-- YOUR INSTRUCTIONS --
Your answer should consist of the complete listing, repeated verbatim.

-- TASK MATERIAL --
+++

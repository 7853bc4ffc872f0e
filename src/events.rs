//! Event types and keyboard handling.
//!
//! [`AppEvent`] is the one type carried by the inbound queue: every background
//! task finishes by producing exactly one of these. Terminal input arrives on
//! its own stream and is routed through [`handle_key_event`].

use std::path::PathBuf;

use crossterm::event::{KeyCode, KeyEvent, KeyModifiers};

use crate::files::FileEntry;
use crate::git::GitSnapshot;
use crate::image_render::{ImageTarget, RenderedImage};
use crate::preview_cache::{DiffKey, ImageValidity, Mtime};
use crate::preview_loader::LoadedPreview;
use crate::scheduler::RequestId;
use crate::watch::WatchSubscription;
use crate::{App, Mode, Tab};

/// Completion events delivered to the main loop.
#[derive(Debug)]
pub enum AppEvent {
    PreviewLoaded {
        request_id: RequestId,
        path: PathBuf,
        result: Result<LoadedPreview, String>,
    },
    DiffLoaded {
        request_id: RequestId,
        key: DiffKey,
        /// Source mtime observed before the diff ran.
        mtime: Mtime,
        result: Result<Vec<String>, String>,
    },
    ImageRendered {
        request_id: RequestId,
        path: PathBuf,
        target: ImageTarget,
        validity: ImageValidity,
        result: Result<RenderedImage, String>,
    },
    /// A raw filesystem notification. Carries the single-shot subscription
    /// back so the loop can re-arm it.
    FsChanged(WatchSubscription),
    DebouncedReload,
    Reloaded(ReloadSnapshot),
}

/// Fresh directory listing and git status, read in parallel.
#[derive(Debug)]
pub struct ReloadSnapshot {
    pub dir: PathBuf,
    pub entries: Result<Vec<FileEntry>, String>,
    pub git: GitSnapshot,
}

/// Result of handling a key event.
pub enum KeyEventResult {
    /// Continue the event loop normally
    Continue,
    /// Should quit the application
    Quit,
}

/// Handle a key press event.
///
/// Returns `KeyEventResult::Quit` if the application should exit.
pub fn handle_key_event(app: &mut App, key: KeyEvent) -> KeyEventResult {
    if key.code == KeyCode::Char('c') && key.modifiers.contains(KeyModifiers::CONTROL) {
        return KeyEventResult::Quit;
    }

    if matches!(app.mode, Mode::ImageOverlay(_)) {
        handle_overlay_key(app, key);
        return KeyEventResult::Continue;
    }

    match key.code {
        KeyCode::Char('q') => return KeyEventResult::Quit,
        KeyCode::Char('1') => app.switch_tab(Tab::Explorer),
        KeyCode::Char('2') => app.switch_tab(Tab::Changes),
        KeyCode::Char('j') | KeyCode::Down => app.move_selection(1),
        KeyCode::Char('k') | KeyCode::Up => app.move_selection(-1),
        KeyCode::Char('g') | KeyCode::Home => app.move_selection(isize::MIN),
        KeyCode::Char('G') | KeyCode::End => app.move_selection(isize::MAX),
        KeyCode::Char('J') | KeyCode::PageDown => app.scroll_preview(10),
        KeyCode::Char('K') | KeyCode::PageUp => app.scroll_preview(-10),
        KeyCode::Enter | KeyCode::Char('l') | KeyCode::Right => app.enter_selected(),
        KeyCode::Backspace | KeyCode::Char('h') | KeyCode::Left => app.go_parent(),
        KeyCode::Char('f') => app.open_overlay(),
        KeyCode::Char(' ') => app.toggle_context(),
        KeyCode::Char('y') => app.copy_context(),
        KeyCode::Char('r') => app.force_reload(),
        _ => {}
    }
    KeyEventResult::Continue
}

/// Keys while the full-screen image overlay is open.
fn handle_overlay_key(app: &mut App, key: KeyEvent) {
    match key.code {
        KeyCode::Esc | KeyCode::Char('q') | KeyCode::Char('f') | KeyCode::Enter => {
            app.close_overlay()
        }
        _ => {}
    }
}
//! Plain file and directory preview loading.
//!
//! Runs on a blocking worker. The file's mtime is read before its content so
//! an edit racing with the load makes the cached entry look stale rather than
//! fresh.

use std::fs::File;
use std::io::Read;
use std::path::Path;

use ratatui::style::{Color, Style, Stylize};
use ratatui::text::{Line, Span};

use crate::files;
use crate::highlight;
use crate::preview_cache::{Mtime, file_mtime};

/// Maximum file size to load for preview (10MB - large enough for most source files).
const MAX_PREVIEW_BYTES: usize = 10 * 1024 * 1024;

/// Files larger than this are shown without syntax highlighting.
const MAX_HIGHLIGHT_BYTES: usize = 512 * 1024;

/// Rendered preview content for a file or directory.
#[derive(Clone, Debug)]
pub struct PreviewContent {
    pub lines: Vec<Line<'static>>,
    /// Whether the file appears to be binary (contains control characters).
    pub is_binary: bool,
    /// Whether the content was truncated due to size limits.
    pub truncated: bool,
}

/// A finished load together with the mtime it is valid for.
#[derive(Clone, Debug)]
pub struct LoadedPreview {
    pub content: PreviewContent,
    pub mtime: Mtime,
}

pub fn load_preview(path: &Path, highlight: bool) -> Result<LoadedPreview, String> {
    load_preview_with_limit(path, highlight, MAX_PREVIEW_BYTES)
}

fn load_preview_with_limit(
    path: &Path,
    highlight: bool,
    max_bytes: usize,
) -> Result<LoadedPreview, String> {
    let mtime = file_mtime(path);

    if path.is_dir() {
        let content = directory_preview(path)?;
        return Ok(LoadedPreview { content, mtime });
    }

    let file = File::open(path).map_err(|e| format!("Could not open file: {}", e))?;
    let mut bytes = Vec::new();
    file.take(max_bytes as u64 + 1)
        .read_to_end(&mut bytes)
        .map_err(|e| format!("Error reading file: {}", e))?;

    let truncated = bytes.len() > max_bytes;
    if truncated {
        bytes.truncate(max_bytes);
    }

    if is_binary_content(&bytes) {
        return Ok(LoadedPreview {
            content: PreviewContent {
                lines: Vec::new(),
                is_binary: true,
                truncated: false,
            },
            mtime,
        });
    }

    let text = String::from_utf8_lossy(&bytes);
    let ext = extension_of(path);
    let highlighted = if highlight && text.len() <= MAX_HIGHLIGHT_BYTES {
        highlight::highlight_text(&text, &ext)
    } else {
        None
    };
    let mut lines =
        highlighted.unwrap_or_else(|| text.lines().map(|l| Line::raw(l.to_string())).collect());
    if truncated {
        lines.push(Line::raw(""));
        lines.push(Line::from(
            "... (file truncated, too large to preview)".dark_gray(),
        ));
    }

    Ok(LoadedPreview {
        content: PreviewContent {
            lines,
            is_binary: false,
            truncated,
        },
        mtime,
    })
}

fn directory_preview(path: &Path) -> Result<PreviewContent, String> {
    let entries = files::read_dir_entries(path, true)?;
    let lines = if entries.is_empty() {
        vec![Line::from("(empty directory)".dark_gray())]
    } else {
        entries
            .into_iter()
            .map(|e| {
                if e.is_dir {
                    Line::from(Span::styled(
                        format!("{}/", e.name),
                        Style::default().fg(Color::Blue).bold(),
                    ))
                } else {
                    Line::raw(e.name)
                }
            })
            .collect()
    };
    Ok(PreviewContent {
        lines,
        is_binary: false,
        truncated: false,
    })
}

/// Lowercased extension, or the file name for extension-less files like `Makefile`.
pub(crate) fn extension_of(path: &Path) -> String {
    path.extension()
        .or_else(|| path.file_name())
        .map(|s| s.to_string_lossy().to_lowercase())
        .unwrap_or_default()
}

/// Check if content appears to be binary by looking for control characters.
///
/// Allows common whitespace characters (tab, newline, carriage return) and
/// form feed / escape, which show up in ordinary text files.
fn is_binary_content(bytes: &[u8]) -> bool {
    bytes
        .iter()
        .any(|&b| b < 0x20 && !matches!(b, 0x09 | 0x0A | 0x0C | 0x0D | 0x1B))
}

+++

-- ANSWER FOR THIS EXERCISE --
repository 7853bc4ffc872f0e
filename src/events.rs
//! Event types and keyboard handling.
//!
//! [`AppEvent`] is the one type carried by the inbound queue: every background
//! task finishes by producing exactly one of these. Terminal input arrives on
//! its own stream and is routed through [`handle_key_event`].

use std::path::PathBuf;

use crossterm::event::{KeyCode, KeyEvent, KeyModifiers};

use crate::files::FileEntry;
use crate::git::GitSnapshot;
use crate::image_render::{ImageTarget, RenderedImage};
use crate::preview_cache::{DiffKey, ImageValidity, Mtime};
use crate::preview_loader::LoadedPreview;
use crate::scheduler::RequestId;
use crate::watch::WatchSubscription;
use crate::{App, Mode, Tab};

/// Completion events delivered to the main loop.
#[derive(Debug)]
pub enum AppEvent {
    PreviewLoaded {
        request_id: RequestId,
        path: PathBuf,
        result: Result<LoadedPreview, String>,
    },
    DiffLoaded {
        request_id: RequestId,
        key: DiffKey,
        /// Source mtime observed before the diff ran.
        mtime: Mtime,
        result: Result<Vec<String>, String>,
    },
    ImageRendered {
        request_id: RequestId,
        path: PathBuf,
        target: ImageTarget,
        validity: ImageValidity,
        result: Result<RenderedImage, String>,
    },
    /// A raw filesystem notification. Carries the single-shot subscription
    /// back so the loop can re-arm it.
    FsChanged(WatchSubscription),
    DebouncedReload,
    Reloaded(ReloadSnapshot),
}

/// Fresh directory listing and git status, read in parallel.
#[derive(Debug)]
pub struct ReloadSnapshot {
    pub dir: PathBuf,
    pub entries: Result<Vec<FileEntry>, String>,
    pub git: GitSnapshot,
}

/// Result of handling a key event.
pub enum KeyEventResult {
    /// Continue the event loop normally
    Continue,
    /// Should quit the application
    Quit,
}

/// Handle a key press event.
///
/// Returns `KeyEventResult::Quit` if the application should exit.
pub fn handle_key_event(app: &mut App, key: KeyEvent) -> KeyEventResult {
    if key.code == KeyCode::Char('c') && key.modifiers.contains(KeyModifiers::CONTROL) {
        return KeyEventResult::Quit;
    }

    if matches!(app.mode, Mode::ImageOverlay(_)) {
        handle_overlay_key(app, key);
        return KeyEventResult::Continue;
    }

    match key.code {
        KeyCode::Char('q') => return KeyEventResult::Quit,
        KeyCode::Char('1') => app.switch_tab(Tab::Explorer),
        KeyCode::Char('2') => app.switch_tab(Tab::Changes),
        KeyCode::Char('j') | KeyCode::Down => app.move_selection(1),
        KeyCode::Char('k') | KeyCode::Up => app.move_selection(-1),
        KeyCode::Char('g') | KeyCode::Home => app.move_selection(isize::MIN),
        KeyCode::Char('G') | KeyCode::End => app.move_selection(isize::MAX),
        KeyCode::Char('J') | KeyCode::PageDown => app.scroll_preview(10),
        KeyCode::Char('K') | KeyCode::PageUp => app.scroll_preview(-10),
        KeyCode::Enter | KeyCode::Char('l') | KeyCode::Right => app.enter_selected(),
        KeyCode::Backspace | KeyCode::Char('h') | KeyCode::Left => app.go_parent(),
        KeyCode::Char('f') => app.open_overlay(),
        KeyCode::Char(' ') => app.toggle_context(),
        KeyCode::Char('y') => app.copy_context(),
        KeyCode::Char('r') => app.force_reload(),
        _ => {}
    }
    KeyEventResult::Continue
}

/// Keys while the full-screen image overlay is open.
fn handle_overlay_key(app: &mut App, key: KeyEvent) {
    match key.code {
        KeyCode::Esc | KeyCode::Char('q') | KeyCode::Char('f') | KeyCode::Enter => {
            app.close_overlay()
        }
        _ => {}
    }
}
//! Plain file and directory preview loading.
//!
//! Runs on a blocking worker. The file's mtime is read before its content so
//! an edit racing with the load makes the cached entry look stale rather than
//! fresh.

use std::fs::File;
use std::io::Read;
use std::path::Path;

use ratatui::style::{Color, Style, Stylize};
use ratatui::text::{Line, Span};

use crate::files;
use crate::highlight;
use crate::preview_cache::{Mtime, file_mtime};

/// Maximum file size to load for preview (10MB - large enough for most source files).
const MAX_PREVIEW_BYTES: usize = 10 * 1024 * 1024;

/// Files larger than this are shown without syntax highlighting.
const MAX_HIGHLIGHT_BYTES: usize = 512 * 1024;

/// Rendered preview content for a file or directory.
#[derive(Clone, Debug)]
pub struct PreviewContent {
    pub lines: Vec<Line<'static>>,
    /// Whether the file appears to be binary (contains control characters).
    pub is_binary: bool,
    /// Whether the content was truncated due to size limits.
    pub truncated: bool,
}

/// A finished load together with the mtime it is valid for.
#[derive(Clone, Debug)]
pub struct LoadedPreview {
    pub content: PreviewContent,
    pub mtime: Mtime,
}

pub fn load_preview(path: &Path, highlight: bool) -> Result<LoadedPreview, String> {
    load_preview_with_limit(path, highlight, MAX_PREVIEW_BYTES)
}

fn load_preview_with_limit(
    path: &Path,
    highlight: bool,
    max_bytes: usize,
) -> Result<LoadedPreview, String> {
    let mtime = file_mtime(path);

    if path.is_dir() {
        let content = directory_preview(path)?;
        return Ok(LoadedPreview { content, mtime });
    }

    let file = File::open(path).map_err(|e| format!("Could not open file: {}", e))?;
    let mut bytes = Vec::new();
    file.take(max_bytes as u64 + 1)
        .read_to_end(&mut bytes)
        .map_err(|e| format!("Error reading file: {}", e))?;

    let truncated = bytes.len() > max_bytes;
    if truncated {
        bytes.truncate(max_bytes);
    }

    if is_binary_content(&bytes) {
        return Ok(LoadedPreview {
            content: PreviewContent {
                lines: Vec::new(),
                is_binary: true,
                truncated: false,
            },
            mtime,
        });
    }

    let text = String::from_utf8_lossy(&bytes);
    let ext = extension_of(path);
    let highlighted = if highlight && text.len() <= MAX_HIGHLIGHT_BYTES {
        highlight::highlight_text(&text, &ext)
    } else {
        None
    };
    let mut lines =
        highlighted.unwrap_or_else(|| text.lines().map(|l| Line::raw(l.to_string())).collect());
    if truncated {
        lines.push(Line::raw(""));
        lines.push(Line::from(
            "... (file truncated, too large to preview)".dark_gray(),
        ));
    }

    Ok(LoadedPreview {
        content: PreviewContent {
            lines,
            is_binary: false,
            truncated,
        },
        mtime,
    })
}

fn directory_preview(path: &Path) -> Result<PreviewContent, String> {
    let entries = files::read_dir_entries(path, true)?;
    let lines = if entries.is_empty() {
        vec![Line::from("(empty directory)".dark_gray())]
    } else {
        entries
            .into_iter()
            .map(|e| {
                if e.is_dir {
                    Line::from(Span::styled(
                        format!("{}/", e.name),
                        Style::default().fg(Color::Blue).bold(),
                    ))
                } else {
                    Line::raw(e.name)
                }
            })
            .collect()
    };
    Ok(PreviewContent {
        lines,
        is_binary: false,
        truncated: false,
    })
}

/// Lowercased extension, or the file name for extension-less files like `Makefile`.
pub(crate) fn extension_of(path: &Path) -> String {
    path.extension()
        .or_else(|| path.file_name())
        .map(|s| s.to_string_lossy().to_lowercase())
        .unwrap_or_default()
}

/// Check if content appears to be binary by looking for control characters.
///
/// Allows common whitespace characters (tab, newline, carriage return) and
/// form feed / escape, which show up in ordinary text files.
fn is_binary_content(bytes: &[u8]) -> bool {
    bytes
        .iter()
        .any(|&b| b < 0x20 && !matches!(b, 0x09 | 0x0A | 0x0C | 0x0D | 0x1B))
}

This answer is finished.